# Exploring Tangrams

## Curriculum Goal

#### Primary: Geometry and Spatial Sense

• Compose and decompose two-dimensional shapes, and show that the area of a shape remains constant regardless of how its parts are rearranged.

## Context

• Teacher-led discussion followed by individual or pair-based work at desks or on the carpet.

## Materials

• Paper Tangram set instructions (Appendix A)
• Plastic Tangram sets
• Tangram puzzles (Mathigon has a variety of Tangram puzzles you can use with your students)
• Pieces of card stock
• Scissors

## Lesson

• Have you ever heard of Tangrams? Where have you seen or used them before?
• Lead students through a visual and auditory history of the Tangram. Watch the video for an overview of Tangram history; ask students what they notice about its history. Guiding questions:
• Why makes the Tangram an appealing/useful math manipulative? Why might this have been relevant when it was first invented, as well as over time? Why do you think it is called “seven ingenious plans” or “seven boards of skill” in Chinese? Why do you think an American might have named it “Tangram” (a made-up English word)?
• Have students create their own Tangram set from card stock, following written instructions (Appendix A).

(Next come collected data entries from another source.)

//! Id-indexed storage of every live object.

use std::sync::Arc;

use serde::Serialize;
use tracing::{debug, error, trace};

use crate::config::RegistryConfig;
use crate::error::{Exhaustion, RegistryError};
use crate::gap_tree::GapTree;
use crate::object::{ObjectCell, ObjectId, ObjectInfo, ObjectKind, ObjectState};

/// Aggregate counters over the pool, as reported by [`crate::Registry::stats`].
#[derive(Debug, Clone, Copy, Default, PartialEq, Eq, Serialize)]
#[serde(rename_all = "kebab-case")]
pub struct PoolStats {
    /// Objects currently indexed.
    pub live: usize,
    /// Live objects of kind [`ObjectKind::Node`].
    pub nodes: usize,
    /// Live objects of kind [`ObjectKind::Bookkeeping`].
    pub bookkeeping: usize,
    /// Live objects with no outstanding handles.
    pub idle: usize,
    /// Live objects waiting for their last handle before being erased.
    pub destroy_pending: usize,
    /// Live objects in the `Error` state.
    pub errored: usize,
}

/// A failed [`ObjectPool::create`], carrying back the payload it was given.
#[derive(Debug)]
pub(crate) struct Rejected<P> {
    pub(crate) error: RegistryError,
    pub(crate) payload: Option<P>,
}

impl<P> Rejected<P> {
    fn new(exhausted: Exhaustion, payload: Option<P>) -> Self {
        Self {
            error: exhausted.into(),
            payload,
        }
    }
}

/// Owns all live objects, indexed by a [`GapTree`].
///
/// Not synchronized; the registry wraps it in its index lock.
pub(crate) struct ObjectPool<P> {
    tree: GapTree<Arc<ObjectCell<P>>>,
    config: RegistryConfig,
}

impl<P> ObjectPool<P> {
    pub(crate) fn new(config: RegistryConfig) -> Self {
        Self {
            tree: GapTree::new(),
            config,
        }
    }

    pub(crate) fn config(&self) -> &RegistryConfig {
        &self.config
    }

    /// Allocates the smallest free id and indexes a new object under it with one reference.
    ///
    /// On failure the payload is handed back untouched, so the caller can drop it once the
    /// index lock is released.
    pub(crate) fn create(
        &mut self,
        kind: ObjectKind,
        payload: Option<P>,
    ) -> Result<Arc<ObjectCell<P>>, Rejected<P>> {
        if let Some(max_objects) = self.config.max_objects {
            if self.tree.len() >= max_objects {
                return Err(Rejected::new(Exhaustion::Capacity { max_objects }, payload));
            }
        }

        let limit = self.config.id_limit;
        let mut payload = payload;
        let Some(id) = self.tree.insert_smallest_free(limit, |id| {
            Arc::new(ObjectCell::new(ObjectId(id), kind, payload.take()))
        }) else {
            return Err(Rejected::new(Exhaustion::IdSpace { limit }, payload));
        };

        let cell = self
            .lookup(ObjectId(id))
            .map_err(|error| Rejected { error, payload: None })?;
        trace!(id, ?kind, "created object");
        Ok(Arc::clone(cell))
    }

    /// Finds a live object. Does not take a reference.
    pub(crate) fn lookup(&self, id: ObjectId) -> Result<&Arc<ObjectCell<P>>, RegistryError> {
        self.tree.get(id.get()).ok_or(RegistryError::NotFound(id))
    }

    pub(crate) fn contains(&self, id: ObjectId) -> bool {
        self.tree.contains(id.get())
    }

    /// Removes an object from the index, making its id available again.
    ///
    /// The object must have no references and must not be locked.
    pub(crate) fn erase(&mut self, id: ObjectId) -> Result<Arc<ObjectCell<P>>, RegistryError> {
        let cell = self.lookup(id)?;
        let violation = if cell.refcount() != 0 {
            Some("erase with outstanding references")
        } else if cell.state() == ObjectState::Locked {
            Some("erase while locked")
        } else {
            None
        };
        if let Some(reason) = violation {
            error!(%id, refcount = cell.refcount(), reason, "refusing to erase object");
            return Err(RegistryError::InvariantViolated { id, reason });
        }

        let cell = self.tree.remove(id.get()).ok_or(RegistryError::NotFound(id))?;
        debug!(%id, kind = ?cell.kind(), "erased object");
        Ok(cell)
    }

    pub(crate) fn len(&self) -> usize {
        self.tree.len()
    }

    pub(crate) fn stats(&self) -> PoolStats {
        self.tree
            .iter()
            .fold(PoolStats::default(), |mut stats, (_, cell)| {
                stats.live += 1;
                match cell.kind() {
                    ObjectKind::Node => stats.nodes += 1,
                    ObjectKind::Bookkeeping => stats.bookkeeping += 1,
                }
                if cell.refcount() == 0 {
                    stats.idle += 1;
                }
                if cell.is_destroy_pending() {
                    stats.destroy_pending += 1;
                }
                if cell.state() == ObjectState::Error {
                    stats.errored += 1;
                }
                stats
            })
    }

    /// Snapshots every live object in id order.
    pub(crate) fn objects(&self) -> Vec<ObjectInfo> {
        self.tree.iter().map(|(_, cell)| cell.info()).collect()
    }
}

Encourage students to put the set back together into a square shape.
• Invite students to recreate the Tangram puzzles using their paper Tangrams.
• Discuss the strategies used to solve the puzzles.

## Look Fors

• How do students identify where each Tangram piece should be placed? Do students instantly recognize the correct position? Do they visualize whether the piece is correct before placing it in its position?
• What kind of positional language are students using with one another?

## Related Lessons

This activity explores composing and decomposing 2D shapes. Students use multiple 2D shapes to construct different images.